A P-T-TIME-DEFORMATION PATH FOR EXPOSED DEEP CONTINENTAL CRUST IN THE SNOWBIRD TECTONIC ZONE, WESTERN CANADIAN SHIELD

Exposed lower crustal granulites in the East Lake Athabasca region of the western Canadian Shield contain a rich history of metamorphism and strain. At least two granulite-facies events at ≥1.0 GPa, separated by 500 m.y., suggest a long record of residence within the deep crust. We present results from mafic and felsic granulites that allow construction of a comprehensive P-T-time-deformation path for one domain within this high-grade terrane. Mafic granulite preserves early Grt+Cpx (~1.3 GPa, 850 °C) in cm-scale low strain lenses that developed from an original Opx-bearing igneous assemblage. The mylonitic Hbl-bearing matrix developed during a subsequent period of deformation accompanied by cooling and rehydration, and then records a second prograde metamorphic event indicated by the breakdown of Hbl to Opx+Cpx at ca. 1.0 GPa. High precision U/Pb ID-TIMS zircon geochronology from these mafic granulites defines a chord with a well-defined upper intercept at 2.55 Ga and a lower intercept at 1.9 Ga.
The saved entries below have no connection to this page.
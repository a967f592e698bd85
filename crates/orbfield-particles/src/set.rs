//! The orb collection for one surface, rebuilt wholesale on parameter changes

use crate::orb::Orb;
use crate::rand::OrbRng;
use orbfield_core::{GenerationParams, ZPhase};

/// Surface area, in square pixels, that earns one orb at density 1
pub const AREA_PER_ORB: f64 = 20_000.0;
/// Floor on the area-derived count, before the density factor
pub const MIN_BASE_COUNT: f64 = 10.0;

/// `floor(max(10, w*h / 20000) * density)`
///
/// Negative or NaN densities produce an empty set.
pub fn orb_count(width: u32, height: u32, density: f64) -> usize {
    let area = width as f64 * height as f64;
    let base = (area / AREA_PER_ORB).max(MIN_BASE_COUNT);
    // `as` saturates: NaN and negatives become 0
    (base * density).floor() as usize
}

/// Orbs sized to one surface and one set of generation parameters
#[derive(Debug, Clone)]
pub struct OrbSet {
    orbs: Vec<Orb>,
    generation: GenerationParams,
    width: u32,
    height: u32,
}

impl OrbSet {
    /// Spawn a fresh set. Orbs are independent of one another.
    pub fn build(
        width: u32,
        height: u32,
        params: &GenerationParams,
        z_phase: ZPhase,
        rng: &mut OrbRng,
    ) -> Self {
        let count = orb_count(width, height, params.orb_density_factor);
        let orbs = (0..count)
            .map(|_| Orb::spawn(width as f64, height as f64, params, z_phase, rng))
            .collect();
        Self {
            orbs,
            generation: *params,
            width,
            height,
        }
    }

    pub fn len(&self) -> usize {
        self.orbs.len()
    }

    pub fn is_empty(&self) -> bool {
        self.orbs.is_empty()
    }

    pub fn orbs(&self) -> &[Orb] {
        &self.orbs
    }

    pub fn iter_mut(&mut self) -> std::slice::IterMut<'_, Orb> {
        self.orbs.iter_mut()
    }

    /// The parameters this set was spawned from
    pub fn generation(&self) -> &GenerationParams {
        &self.generation
    }

    pub fn dimensions(&self) -> (u32, u32) {
        (self.width, self.height)
    }

    /// True if a rebuild with these inputs would be redundant
    pub fn is_current(&self, params: &GenerationParams, width: u32, height: u32) -> bool {
        self.generation == *params && self.width == width && self.height == height
    }
}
The older date best constrains the age of the earliest metamorphic event in the region whereas the lower intercept is consistent with independent constraints for 1.9 Ga high-pressure partial melting of mafic dikes elsewhere in the domain. Textural observations, X-ray mapping, and integrated in situ EMP and ID-TIMS geochronology from felsic granulite (Grt+Sil+Ksp+Pl+Qtz) indicate several distinct monazite generations at 2.55 Ga, episodically between 2.50 and 2.0 Ga, 1.9 Ga, and 1.85 Ga. Inclusions in garnet are the oldest and highest Y monazite, which is consistent with initial growth of garnet at 2.55 Ga. All generations with 2.5-1.9 Ga dates contain significantly less Y suggesting growth in the presence of a relatively inert garnet-bearing assemblage. The youngest monazite generation (again high Y) is directly linked to synkinematic Grt-consuming reactions in retrograded felsic granulites (Grt-Crd-Bt-Sil, 0.4-0.5 GPa) that directly experienced post-1.9 Ga deformation within a major domain-bounding shear zone. These data represent a ~700 m.y. record including the origin, several periods of potential deep crustal reactivation (e.g., deformation, metamorphism, fluid-flow), and the ultimate exhumation of this terrane.